What is the DeVos agenda? It is an aggressive version of Christian evangelism that opposes public schools.
He writes:
The destroy public education (DPE) movement’s most egregious outcome may be in Detroit and it is being driven by a virulent Christian ideology.
In 2001, Dick and Betsy DeVos answered questions for the Gathering. Dick DeVos opined that church has retreated from its central role in communities and has been replaced by the public school. He said it is our hope “churches will get more and more active and engaged in education.” Betsy noted “half of our giving is towards education.”
Jay Michaelson writing for the Daily Beast described the Gathering:
“The Gathering is a hub of Christian Right organizing, and the people in attendance have led the campaigns to privatize public schools, redefine “religious liberty” (as in the Hobby Lobby case), fight same-sex marriage, fight evolution, and, well, you know the rest.”

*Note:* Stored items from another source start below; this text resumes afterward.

//! Request handlers for the todo routes.

use axum::{
    Json,
    extract::{Path, State, rejection::JsonRejection},
    http::StatusCode,
};
use serde::{Deserialize, Serialize};
use todo_sync::domain::{NewTodo, Todo, TodoId, TodoPatch};

use super::error::ApiErrorResponse;
use crate::storage::SharedService;

// =============================================================================
// Application State
// =============================================================================

/// State shared by every handler.
#[derive(Clone)]
pub struct AppState {
    pub service: SharedService,
}

impl AppState {
    #[must_use]
    pub fn new(service: SharedService) -> Self {
        Self { service }
    }
}

impl std::fmt::Debug for AppState {
    fn fmt(&self, formatter: &mut std::fmt::Formatter<'_>) -> std::fmt::Result {
        formatter
            .debug_struct("AppState")
            .field("service", &"Arc<dyn TodoService>")
            .finish()
    }
}

// =============================================================================
// Responses
// =============================================================================

#[derive(Debug, Clone, Serialize, Deserialize)]
pub struct HealthResponse {
    pub status: String,
    pub version: String,
}

#[derive(Debug, Clone, Serialize, Deserialize)]
pub struct MessageResponse {
    pub message: String,
}

// =============================================================================
// Handlers
// =============================================================================

/// GET /health
#[allow(clippy::unused_async)]
pub async fn health_check() -> Json<HealthResponse> {
    Json(HealthResponse {
        status: "healthy".to_string(),
        version: env!("CARGO_PKG_VERSION").to_string(),
    })
}

/// GET /api/todos, newest first.
///
/// # Errors
///
/// Returns `INTERNAL_ERROR` if the backend fails.
pub async fn list_todos(State(state): State<AppState>) -> Result<Json<Vec<Todo>>, ApiErrorResponse> {
    let todos = state.service.list().await?;
    Ok(Json(todos))
}

/// POST /api/todos
///
/// Repeating a request with the same `clientId` returns the stored record.
///
/// # Errors
///
/// - `VALIDATION_ERROR` for malformed JSON or an invalid title
/// - `DUPLICATE_TITLE` if the title is taken
pub async fn create_todo(
    State(state): State<AppState>,
    body: Result<Json<NewTodo>, JsonRejection>,
) -> Result<(StatusCode, Json<Todo>), ApiErrorResponse> {
    let Json(new_todo) = body?;
    let todo = state.service.create(new_todo).await?;
    tracing::debug!(id = %todo.id, "Todo created");
    Ok((StatusCode::CREATED, Json(todo)))
}

/// PUT /api/todos/{id}
///
/// # Errors
///
/// - `INVALID_ID` if `id` is not an integer
/// - `VALIDATION_ERROR` for malformed JSON, an empty patch or invalid fields
/// - `NOT_FOUND` if no todo has this id
/// - `DUPLICATE_TITLE` if the new title is taken
pub async fn update_todo(
    State(state): State<AppState>,
    Path(id): Path<String>,
    body: Result<Json<TodoPatch>, JsonRejection>,
) -> Result<Json<Todo>, ApiErrorResponse> {
    let id: TodoId = id.parse()?;
    let Json(patch) = body?;
    let todo = state.service.update(id, patch).await?;
    tracing::debug!(%id, "Todo updated");
    Ok(Json(todo))
}

/// DELETE /api/todos/{id}
///
/// # Errors
///
/// - `INVALID_ID` if `id` is not an integer
/// - `NOT_FOUND` if no todo has this id
pub async fn delete_todo(
    State(state): State<AppState>,
    Path(id): Path<String>,
) -> Result<Json<MessageResponse>, ApiErrorResponse> {
    let id: TodoId = id.parse()?;
    state.service.delete(id).await?;
    tracing::debug!(%id, "Todo deleted");
    Ok(Json(MessageResponse {
        message: "Todo deleted successfully".to_string(),
    }))
}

“The Gathering is an annual event at which many of the wealthiest conservative to hard-right evangelical philanthropists in America—representatives of the families DeVos, Coors, Prince, Green, Maclellan, Ahmanson, Friess, plus top leaders of the National Christian Foundation—meet with evangelical innovators with fresh ideas on how to evangelize the globe. The Gathering promotes “family values” agenda: opposition to gay rights and reproductive rights, for example, and also a global vision that involves the eventual eradication of all competing belief systems that might compete with The Gathering’s hard-right version of Christianity.”
In the Gathering interview, Betsy talks about how she and Dick both come from business oriented families. From their experience, they understand how competition and choice are key drivers to improve any enterprise. She says public education needs choice and competition instead of forcing people into government run schools.
She was also asked how she felt about home schooling? She replied, “we like home schools a lot,” and humorously shared, “not sure our daughters do, they were homeschooled for three years.” Then Dick added how impressed he was with Bill Bennet’s new project, K-12. He said it wasn’t a Christian oriented on-line curriculum but it was a complete education program that could help homeschoolers.
By the 1990’s Dick and Betsy DeVos were successfully influencing Michigan education policies and using private giving to drive their agenda. Christina Rizga wrote about the DeVos’s philanthropy for Mother Jones.
“… [T]here’s the DeVoses’ long support of vouchers for private, religious schools; conservative Christian groups like the Foundation for Traditional Values, which has pushed to soften the separation of church and state; and organizations like Michigan’s Mackinac Center for Public Policy, which has championed the privatization of the education system.”
As the new century opened, the DeVos agenda was being ever more adopted in Lancing. If improving the education of children in Michigan was the goal, then the DeVos education agenda has proved to be a clear failure. On the other hand, if destroying public education to accommodate privatized Christian schools was the goal, they are still on track.
Betsy and Dick DeVos got a referendum on the ballot in Michigan in 2000, aiming to revise the state constitution to allow for vouchers, so students could use public funds to attend religious schools. Their constitutional amendment was overwhelmingly rejected by the voters. So, the DeVoses turned to charter schools as their means to promote choice.
From 2000 to 2015, Michigan’s scores on the National Assessment of Educational Progress fell from 14th in the nation to 43rd.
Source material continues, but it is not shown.